Source data:

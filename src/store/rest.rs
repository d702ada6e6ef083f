//! Supabase (PostgREST) backend for the sensor store.
//!
//! Every request carries the project `apikey` header and a bearer token. The
//! token is the operator's session JWT when one is configured, otherwise the
//! anon key; row-level security on the hosted tables decides what it sees.

use async_trait::async_trait;
use reqwest::{Client, Response};
use serde::{de::DeserializeOwned, Serialize};
use uuid::Uuid;

use super::{SensorStore, StoreError, StoreResult};
use crate::models::{NewRiskAlert, NewSensorReading, RiskAlert, SensorReading};

// ---

const READINGS_TABLE: &str = "sensor_readings";
const ALERTS_TABLE: &str = "risk_alerts";

#[derive(Debug, Clone)]
pub struct RestStore {
    // ---
    client: Client,
    base_url: String,
    anon_key: String,
    access_token: String,
}

impl RestStore {
    // ---
    pub fn new(base_url: &str, anon_key: &str, access_token: Option<&str>) -> Self {
        Self {
            client: Client::new(),
            base_url: base_url.trim_end_matches('/').to_string(),
            anon_key: anon_key.to_string(),
            access_token: access_token.unwrap_or(anon_key).to_string(),
        }
    }

    fn table_url(&self, table: &str) -> String {
        format!("{}/rest/v1/{}", self.base_url, table)
    }

    async fn insert<T, R>(&self, table: &str, body: &T) -> StoreResult<R>
    where
        T: Serialize + Sync,
        R: DeserializeOwned,
    {
        // ---
        let url = self.table_url(table);
        tracing::debug!("POST {}", url);

        let response = self
            .client
            .post(&url)
            .header("apikey", &self.anon_key)
            .bearer_auth(&self.access_token)
            .header("Prefer", "return=representation")
            .json(body)
            .send()
            .await?;

        let rows: Vec<R> = decode(response).await?;
        rows.into_iter()
            .next()
            .ok_or_else(|| StoreError::Decode(format!("insert into {table} returned no rows")))
    }

    async fn select<R>(&self, table: &str, query: &[(&str, String)]) -> StoreResult<Vec<R>>
    where
        R: DeserializeOwned,
    {
        // ---
        let url = self.table_url(table);
        tracing::debug!("GET {} {:?}", url, query);

        let response = self
            .client
            .get(&url)
            .header("apikey", &self.anon_key)
            .bearer_auth(&self.access_token)
            .query(query)
            .send()
            .await?;

        decode(response).await
    }
}

/// PostgREST filter for one user's rows, newest first.
fn owner_query(user_id: Uuid, order_column: &str, limit: usize) -> Vec<(&'static str, String)> {
    // ---
    vec![
        ("select", "*".to_string()),
        ("user_id", format!("eq.{user_id}")),
        ("order", format!("{order_column}.desc")),
        ("limit", limit.to_string()),
    ]
}

async fn decode<R: DeserializeOwned>(response: Response) -> StoreResult<Vec<R>> {
    // ---
    let status = response.status();
    if !status.is_success() {
        let body = response.text().await.unwrap_or_default();
        return Err(StoreError::Status {
            status: status.as_u16(),
            body,
        });
    }

    Ok(response.json().await?)
}

#[async_trait]
impl SensorStore for RestStore {
    async fn insert_reading(&self, reading: &NewSensorReading) -> StoreResult<SensorReading> {
        self.insert(READINGS_TABLE, reading).await
    }

    async fn insert_alert(&self, alert: &NewRiskAlert) -> StoreResult<RiskAlert> {
        self.insert(ALERTS_TABLE, alert).await
    }

    async fn latest_reading(&self, user_id: Uuid) -> StoreResult<Option<SensorReading>> {
        // ---
        let rows: Vec<SensorReading> = self
            .select(READINGS_TABLE, &owner_query(user_id, "timestamp", 1))
            .await?;
        Ok(rows.into_iter().next())
    }

    async fn recent_alerts(&self, user_id: Uuid, limit: usize) -> StoreResult<Vec<RiskAlert>> {
        self.select(ALERTS_TABLE, &owner_query(user_id, "created_at", limit))
            .await
    }
}

#[cfg(test)]
mod tests {
    // ---
    use super::*;

    #[test]
    fn test_table_url_trims_trailing_slash() {
        // ---
        let store = RestStore::new("https://demo.supabase.co/", "anon", None);
        assert_eq!(
            store.table_url(READINGS_TABLE),
            "https://demo.supabase.co/rest/v1/sensor_readings"
        );
    }

    #[test]
    fn test_access_token_defaults_to_anon_key() {
        // ---
        let store = RestStore::new("https://demo.supabase.co", "anon", None);
        assert_eq!(store.access_token, "anon");

        let store = RestStore::new("https://demo.supabase.co", "anon", Some("user-jwt"));
        assert_eq!(store.access_token, "user-jwt");
        assert_eq!(store.anon_key, "anon");
    }

    #[test]
    fn test_owner_query() {
        // ---
        let user = Uuid::nil();
        let query = owner_query(user, "created_at", 5);

        assert_eq!(
            query,
            vec![
                ("select", "*".to_string()),
                ("user_id", "eq.00000000-0000-0000-0000-000000000000".to_string()),
                ("order", "created_at.desc".to_string()),
                ("limit", "5".to_string()),
            ]
        );
    }

    #[test]
    fn test_alert_row_from_postgrest_json() {
        // ---
        let body = r#"[{
            "id": "7b1c1f0e-5d7a-4f57-9a43-0d7c6f0f2a11",
            "user_id": "00000000-0000-0000-0000-000000000000",
            "risk_level": "MEDIUM",
            "risk_score": 55,
            "factors": {"motion": true, "sound": 750},
            "alert_message": "Suspicious activity detected - monitoring closely",
            "resolved": false,
            "created_at": "2025-06-01T12:00:00+00:00"
        }]"#;

        let rows: Vec<RiskAlert> = serde_json::from_str(body).unwrap();
        assert_eq!(rows[0].risk_score, 55);
        assert_eq!(rows[0].factors.sound, Some(750));
        assert_eq!(rows[0].factors.gas, None);
    }
}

The task:
Copy all of the listing above exactly, please.

Response for this exercise:
filename src/store/rest.rs
repository d702ada6e6ef083f
//! Supabase (PostgREST) backend for the sensor store.
//!
//! Every request carries the project `apikey` header and a bearer token. The
//! token is the operator's session JWT when one is configured, otherwise the
//! anon key; row-level security on the hosted tables decides what it sees.

use async_trait::async_trait;
use reqwest::{Client, Response};
use serde::{de::DeserializeOwned, Serialize};
use uuid::Uuid;

use super::{SensorStore, StoreError, StoreResult};
use crate::models::{NewRiskAlert, NewSensorReading, RiskAlert, SensorReading};

// ---

const READINGS_TABLE: &str = "sensor_readings";
const ALERTS_TABLE: &str = "risk_alerts";

#[derive(Debug, Clone)]
pub struct RestStore {
    // ---
    client: Client,
    base_url: String,
    anon_key: String,
    access_token: String,
}

impl RestStore {
    // ---
    pub fn new(base_url: &str, anon_key: &str, access_token: Option<&str>) -> Self {
        Self {
            client: Client::new(),
            base_url: base_url.trim_end_matches('/').to_string(),
            anon_key: anon_key.to_string(),
            access_token: access_token.unwrap_or(anon_key).to_string(),
        }
    }

    fn table_url(&self, table: &str) -> String {
        format!("{}/rest/v1/{}", self.base_url, table)
    }

    async fn insert<T, R>(&self, table: &str, body: &T) -> StoreResult<R>
    where
        T: Serialize + Sync,
        R: DeserializeOwned,
    {
        // ---
        let url = self.table_url(table);
        tracing::debug!("POST {}", url);

        let response = self
            .client
            .post(&url)
            .header("apikey", &self.anon_key)
            .bearer_auth(&self.access_token)
            .header("Prefer", "return=representation")
            .json(body)
            .send()
            .await?;

        let rows: Vec<R> = decode(response).await?;
        rows.into_iter()
            .next()
            .ok_or_else(|| StoreError::Decode(format!("insert into {table} returned no rows")))
    }

    async fn select<R>(&self, table: &str, query: &[(&str, String)]) -> StoreResult<Vec<R>>
    where
        R: DeserializeOwned,
    {
        // ---
        let url = self.table_url(table);
        tracing::debug!("GET {} {:?}", url, query);

        let response = self
            .client
            .get(&url)
            .header("apikey", &self.anon_key)
            .bearer_auth(&self.access_token)
            .query(query)
            .send()
            .await?;

        decode(response).await
    }
}

/// PostgREST filter for one user's rows, newest first.
fn owner_query(user_id: Uuid, order_column: &str, limit: usize) -> Vec<(&'static str, String)> {
    // ---
    vec![
        ("select", "*".to_string()),
        ("user_id", format!("eq.{user_id}")),
        ("order", format!("{order_column}.desc")),
        ("limit", limit.to_string()),
    ]
}

async fn decode<R: DeserializeOwned>(response: Response) -> StoreResult<Vec<R>> {
    // ---
    let status = response.status();
    if !status.is_success() {
        let body = response.text().await.unwrap_or_default();
        return Err(StoreError::Status {
            status: status.as_u16(),
            body,
        });
    }

    Ok(response.json().await?)
}

#[async_trait]
impl SensorStore for RestStore {
    async fn insert_reading(&self, reading: &NewSensorReading) -> StoreResult<SensorReading> {
        self.insert(READINGS_TABLE, reading).await
    }

    async fn insert_alert(&self, alert: &NewRiskAlert) -> StoreResult<RiskAlert> {
        self.insert(ALERTS_TABLE, alert).await
    }

    async fn latest_reading(&self, user_id: Uuid) -> StoreResult<Option<SensorReading>> {
        // ---
        let rows: Vec<SensorReading> = self
            .select(READINGS_TABLE, &owner_query(user_id, "timestamp", 1))
            .await?;
        Ok(rows.into_iter().next())
    }

    async fn recent_alerts(&self, user_id: Uuid, limit: usize) -> StoreResult<Vec<RiskAlert>> {
        self.select(ALERTS_TABLE, &owner_query(user_id, "created_at", limit))
            .await
    }
}

#[cfg(test)]
mod tests {
    // ---
    use super::*;

    #[test]
    fn test_table_url_trims_trailing_slash() {
        // ---
        let store = RestStore::new("https://demo.supabase.co/", "anon", None);
        assert_eq!(
            store.table_url(READINGS_TABLE),
            "https://demo.supabase.co/rest/v1/sensor_readings"
        );
    }

    #[test]
    fn test_access_token_defaults_to_anon_key() {
        // ---
        let store = RestStore::new("https://demo.supabase.co", "anon", None);
        assert_eq!(store.access_token, "anon");

        let store = RestStore::new("https://demo.supabase.co", "anon", Some("user-jwt"));
        assert_eq!(store.access_token, "user-jwt");
        assert_eq!(store.anon_key, "anon");
    }

    #[test]
    fn test_owner_query() {
        // ---
        let user = Uuid::nil();
        let query = owner_query(user, "created_at", 5);

        assert_eq!(
            query,
            vec![
                ("select", "*".to_string()),
                ("user_id", "eq.00000000-0000-0000-0000-000000000000".to_string()),
                ("order", "created_at.desc".to_string()),
                ("limit", "5".to_string()),
            ]
        );
    }

    #[test]
    fn test_alert_row_from_postgrest_json() {
        // ---
        let body = r#"[{
            "id": "7b1c1f0e-5d7a-4f57-9a43-0d7c6f0f2a11",
            "user_id": "00000000-0000-0000-0000-000000000000",
            "risk_level": "MEDIUM",
            "risk_score": 55,
            "factors": {"motion": true, "sound": 750},
            "alert_message": "Suspicious activity detected - monitoring closely",
            "resolved": false,
            "created_at": "2025-06-01T12:00:00+00:00"
        }]"#;

        let rows: Vec<RiskAlert> = serde_json::from_str(body).unwrap();
        assert_eq!(rows[0].risk_score, 55);
        assert_eq!(rows[0].factors.sound, Some(750));
        assert_eq!(rows[0].factors.gas, None);
    }
}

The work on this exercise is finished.